Mai avrei pensato che al mondo ci potesse essere qualcosa di simile, mai avrei pensato di vedere con i miei occhi ciò che ancora non riesco neanche minimamente a dimenticare. E’ una catastrofe lì, una di quelle che neanche raccontandola renderebbe l’idea. Sono da poche ore tornato dall’inferno di Haiti ed, ancora scosso, non riesco a rendermi conto di ciò che ora mi gira intorno. Ho pianto davanti al mio piatto di pasta mezz’ora fa. Morti, feriti e fame, si, lì c’è solo questo ora!
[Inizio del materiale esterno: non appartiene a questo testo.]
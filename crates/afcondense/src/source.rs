//! The asset-framework data source the engine talks to
//!
//! Everything the engine knows about the outside world goes through
//! [`DataSource`]. Connection setup, credentials and the wire protocol live in
//! the implementation; the engine only forwards ranges, tags and paging hints
//! and shapes what comes back.

use crate::node::Node;
use crate::tags::{Tag, TagSet};
use crate::time::TimeRange;
use crate::value::Value;
use async_trait::async_trait;
use bitflags::bitflags;
use chrono::{DateTime, NaiveDateTime, Utc};
use serde::{Deserialize, Serialize};
use std::sync::Arc;

pub type SourceResult<T> = std::result::Result<T, SourceError>;

/// Failures reported by a data source implementation.
#[derive(Debug, Clone, PartialEq, thiserror::Error)]
pub enum SourceError {
    #[error("Not found: {0}")]
    NotFound(String),

    #[error("Duration exceeds maximum allowed collection limit ({span})")]
    CollectionLimit { span: String },

    #[error("Unsupported request: {0}")]
    Unsupported(String),

    #[error("{0}")]
    Other(String),
}

bitflags! {
    /// Summary statistics the data source can compute over a range.
    #[derive(Debug, Clone, Copy, PartialEq, Eq, Hash)]
    pub struct SummaryType: u32 {
        const TOTAL = 1;
        const AVERAGE = 2;
        const MINIMUM = 4;
        const MAXIMUM = 8;
        const RANGE = 16;
        const STD_DEV = 32;
        const POP_STD_DEV = 64;
        const COUNT = 128;
        const PERCENT_GOOD = 8192;
        const TOTAL_WITH_UOM = 16384;
        const ALL = 24831;
        const ALL_FOR_NON_NUMERIC = 8320;
    }
}

static SINGLE_SUMMARIES: [(SummaryType, &str); 10] = [
    (SummaryType::TOTAL, "TOTAL"),
    (SummaryType::AVERAGE, "AVERAGE"),
    (SummaryType::MINIMUM, "MINIMUM"),
    (SummaryType::MAXIMUM, "MAXIMUM"),
    (SummaryType::RANGE, "RANGE"),
    (SummaryType::STD_DEV, "STD_DEV"),
    (SummaryType::POP_STD_DEV, "POP_STD_DEV"),
    (SummaryType::COUNT, "COUNT"),
    (SummaryType::PERCENT_GOOD, "PERCENT_GOOD"),
    (SummaryType::TOTAL_WITH_UOM, "TOTAL_WITH_UOM"),
];

impl SummaryType {
    /// Individual summaries contained in this set, in flag order.
    pub fn singles(self) -> impl Iterator<Item = SummaryType> {
        SINGLE_SUMMARIES
            .iter()
            .filter(move |(flag, _)| self.contains(*flag))
            .map(|(flag, _)| *flag)
    }

    /// Upper-case label used in the `Summary` output column.
    #[must_use]
    pub fn label(self) -> String {
        let names: Vec<&str> = SINGLE_SUMMARIES
            .iter()
            .filter(|(flag, _)| self.contains(*flag))
            .map(|(_, name)| *name)
            .collect();
        if names.is_empty() {
            "NONE".to_string()
        } else {
            names.join("|")
        }
    }
}

#[derive(Debug, Clone, Copy, PartialEq, Eq, Default, Serialize, Deserialize)]
#[serde(rename_all = "snake_case")]
pub enum CalculationBasis {
    #[default]
    TimeWeighted,
    EventWeighted,
    TimeWeightedContinuous,
    TimeWeightedDiscrete,
    EventWeightedExcludeMostRecentEvent,
    EventWeightedExcludeEarliestEvent,
    EventWeightedIncludeBothEnds,
}

#[derive(Debug, Clone, Copy, PartialEq, Eq, Default, Serialize, Deserialize)]
#[serde(rename_all = "snake_case")]
pub enum TimestampCalculation {
    #[default]
    Auto,
    EarliestTime,
    MostRecentTime,
}

#[derive(Debug, Clone, Copy, PartialEq, Eq, Default, Serialize, Deserialize)]
#[serde(rename_all = "snake_case")]
pub enum BoundaryType {
    #[default]
    Inside,
    Outside,
    Interpolated,
}

#[derive(Debug, Clone, Copy, PartialEq, Eq, Default, Serialize, Deserialize)]
#[serde(rename_all = "snake_case")]
pub enum ExpressionSampleType {
    #[default]
    ExpressionRecordedValues,
    Interval,
}

#[derive(Debug, Clone, Copy, PartialEq, Eq, Default, Serialize, Deserialize)]
#[serde(rename_all = "snake_case")]
pub enum PageType {
    TagCount,
    #[default]
    EventCount,
}

/// Batch-size hint forwarded with every series request.
#[derive(Debug, Clone, Copy, PartialEq, Eq, Serialize, Deserialize)]
#[serde(default)]
pub struct PagingConfig {
    pub page_type: PageType,
    pub page_size: usize,
}

impl Default for PagingConfig {
    fn default() -> Self {
        Self {
            page_type: PageType::EventCount,
            page_size: 1000,
        }
    }
}

/// Parameters shared by every summary request.
#[derive(Debug, Clone, Copy, PartialEq, Eq)]
pub struct SummaryRequest {
    pub types: SummaryType,
    pub basis: CalculationBasis,
    pub time_type: TimestampCalculation,
}

impl Default for SummaryRequest {
    fn default() -> Self {
        Self {
            types: SummaryType::AVERAGE,
            basis: CalculationBasis::default(),
            time_type: TimestampCalculation::default(),
        }
    }
}

/// Node search. Start and end are passed through untouched, the data source
/// owns their syntax.
#[derive(Debug, Clone, Default, PartialEq, Eq)]
pub struct NodeQuery {
    pub name: String,
    pub kind: Option<crate::node::NodeKind>,
    pub start: Option<String>,
    pub end: Option<String>,
    pub template: Option<String>,
    pub max_count: Option<usize>,
}

impl NodeQuery {
    pub fn named<S: Into<String>>(name: S) -> Self {
        Self {
            name: name.into(),
            ..Self::default()
        }
    }
}

/// One sample as the data source reports it: naive UTC timestamp.
#[derive(Debug, Clone, PartialEq)]
pub struct RawPoint {
    pub timestamp: NaiveDateTime,
    pub value: Value,
}

impl RawPoint {
    pub fn new(timestamp: NaiveDateTime, value: Value) -> Self {
        Self { timestamp, value }
    }
}

#[derive(Debug, Clone, PartialEq)]
pub struct TagSeries {
    pub tag: String,
    pub points: Vec<RawPoint>,
}

#[derive(Debug, Clone, PartialEq)]
pub struct SummaryValue {
    pub tag: String,
    pub summary: SummaryType,
    pub value: Value,
    pub timestamp: NaiveDateTime,
}

#[async_trait]
pub trait DataSource: Send + Sync {
    /// Search nodes by name pattern and optional filters.
    async fn find_nodes(&self, query: &NodeQuery) -> SourceResult<Vec<Node>>;

    /// All descendants of `roots` down to `depth` levels below them. May
    /// include the roots themselves.
    async fn load_descendants(&self, roots: &[Arc<Node>], depth: usize) -> SourceResult<Vec<Node>>;

    async fn attribute_value(&self, node: &Node, name: &str) -> SourceResult<Value>;

    /// Names of elements referenced by `node`, possibly none.
    async fn referenced_elements(&self, node: &Node) -> SourceResult<Vec<String>>;

    /// Tags matching one identifier or pattern. Empty when nothing matches.
    async fn find_tags(&self, query: &str) -> SourceResult<Vec<Tag>>;

    async fn interpolated_values(
        &self,
        tags: &TagSet,
        range: &TimeRange,
        interval: &str,
        filter_expression: Option<&str>,
        paging: &PagingConfig,
    ) -> SourceResult<Vec<TagSeries>>;

    async fn recorded_values(
        &self,
        tags: &TagSet,
        range: &TimeRange,
        boundary: BoundaryType,
        filter_expression: Option<&str>,
        paging: &PagingConfig,
    ) -> SourceResult<Vec<TagSeries>>;

    async fn plot_values(
        &self,
        tags: &TagSet,
        range: &TimeRange,
        intervals: usize,
        paging: &PagingConfig,
    ) -> SourceResult<Vec<TagSeries>>;

    /// One value per tag and summary type over the whole range.
    async fn summary(
        &self,
        tags: &TagSet,
        range: &TimeRange,
        request: &SummaryRequest,
        paging: &PagingConfig,
    ) -> SourceResult<Vec<SummaryValue>>;

    /// Summaries per `interval` across the range.
    async fn summaries(
        &self,
        tags: &TagSet,
        range: &TimeRange,
        interval: &str,
        request: &SummaryRequest,
        paging: &PagingConfig,
    ) -> SourceResult<Vec<SummaryValue>>;

    /// Summaries over only the samples where `filter_expression` holds.
    #[allow(clippy::too_many_arguments)]
    async fn filtered_summaries(
        &self,
        tags: &TagSet,
        range: &TimeRange,
        interval: &str,
        filter_expression: &str,
        filter_interval: Option<&str>,
        request: &SummaryRequest,
        paging: &PagingConfig,
    ) -> SourceResult<Vec<SummaryValue>>;

    /// Summaries of a calculated expression. The `tag` of each returned value
    /// is the expression text.
    #[allow(clippy::too_many_arguments)]
    async fn calc_summaries(
        &self,
        expression: &str,
        range: &TimeRange,
        interval: &str,
        request: &SummaryRequest,
        sample_type: ExpressionSampleType,
        filter_interval: Option<&str>,
    ) -> SourceResult<Vec<SummaryValue>>;

    /// Current time according to the data source.
    fn now(&self) -> DateTime<Utc>;
}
Per noi Irpini il terremoto è qualcosa che ci ha cambiato la vita, qualcosa che ricorderemo sempre, qualcosa che ci ha fatto perdere le persone care, a qualcuno la casa. E poi ci ha fatto reagire. Come diciamo in Irpinia, siamo riusciti a rialzarci e continuare. Haiti e la sua popolazione sono come noi, disperati che vogliono rialzarsi, ma non hanno nessun tipo di mezzo per farlo. I bambini morenti in strada che giocano tra i mucchi di cadaveri che sembrano bustoni di immondizia, i loro gemiti di dolore e di ricerca della loro mamma, del loro papà. L’ospedale, i tre ospedali ancora in piedi, dove i pochissimi medici cercano di fare il possibile ma dove manca tutto: acqua, qualsiasi tipo di cibo, un telo per ripararsi dal caldo sole. Quello che ti fanno vedere in tv è il 25 per cento di cosa c’è lì, di cosa tra tutta quella polvere riuscivo ad intravedere. Il mio non vuole essere che un appello. Ieri piangendo ho lasciato l’isola, ho lasciato senza più il mio seppur misero sorriso Rich, Annabel, Juliè, e tutti i bambini a cui ho dato tutto ciò che avevo. Ma quello che ora a loro serve è l’acqua, per continuare a vivere, per sperare, per arrivare a domani. Voglio utilizzare Avellino, anche attraverso i colori del calcio, per dare la vita, per alimentare la speranza di qualche bambino che la sta perdendo. Il nostro cuore biancoverde è grande, lo sappiamo tutti. Organizziamoci per adottare un bimbo a distanza o magari più di uno, o magari per portarli a vivere nella nostra verde Irpinia. Per favore, AIUTIAMO i bambini che ho visto lì. Non possiamo lasciarli morire come se niente fosse. Aiuti concreti non ce ne sono, ho vissuto io insieme a loro per 6 giorni senza bere, mangiare, senza avere la possibilità di lavarmi le mani, la faccia. Abbiamo tutti un cuore grande, organizziamoci per poterli aiutare”.